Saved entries
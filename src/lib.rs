//! Relayhub Server
//!
//! AI APIの中継ステーションを管理するマルチテナントコンソール

#![warn(missing_docs)]

/// 共通型定義
pub mod common;

/// REST APIハンドラー
pub mod api;

/// 認証・認可機能
pub mod auth;

/// データベースアクセス
pub mod db;

/// モデルプロービングサブシステム
pub mod probe;

/// ロギング初期化ユーティリティ
pub mod logging;

/// 設定管理（環境変数ヘルパー）
pub mod config;

/// 型定義
pub mod types;

/// アプリケーション状態
#[derive(Clone)]
pub struct AppState {
    /// データベース接続プール
    pub db_pool: sqlx::SqlitePool,
    /// JWT秘密鍵
    pub jwt_secret: String,
    /// 共有HTTPクライアント（接続プーリング有効）
    pub http_client: reqwest::Client,
}

#[cfg(test)]
mod tests {
    use super::*;

    #[test]
    fn test_app_state_has_shared_http_client() {
        // AppStateにhttp_clientフィールドが存在することを確認
        let _client_type: fn(&AppState) -> &reqwest::Client = |state| &state.http_client;
    }
}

* [What is required]: Nothing may be omitted. Restate all of the entries exactly.

* [Exercise result]:
filename src/lib.rs
//! Relayhub Server
//!
//! AI APIの中継ステーションを管理するマルチテナントコンソール

#![warn(missing_docs)]

/// 共通型定義
pub mod common;

/// REST APIハンドラー
pub mod api;

/// 認証・認可機能
pub mod auth;

/// データベースアクセス
pub mod db;

/// モデルプロービングサブシステム
pub mod probe;

/// ロギング初期化ユーティリティ
pub mod logging;

/// 設定管理（環境変数ヘルパー）
pub mod config;

/// 型定義
pub mod types;

/// アプリケーション状態
#[derive(Clone)]
pub struct AppState {
    /// データベース接続プール
    pub db_pool: sqlx::SqlitePool,
    /// JWT秘密鍵
    pub jwt_secret: String,
    /// 共有HTTPクライアント（接続プーリング有効）
    pub http_client: reqwest::Client,
}

#[cfg(test)]
mod tests {
    use super::*;

    #[test]
    fn test_app_state_has_shared_http_client() {
        // AppStateにhttp_clientフィールドが存在することを確認
        let _client_type: fn(&AppState) -> &reqwest::Client = |state| &state.http_client;
    }
}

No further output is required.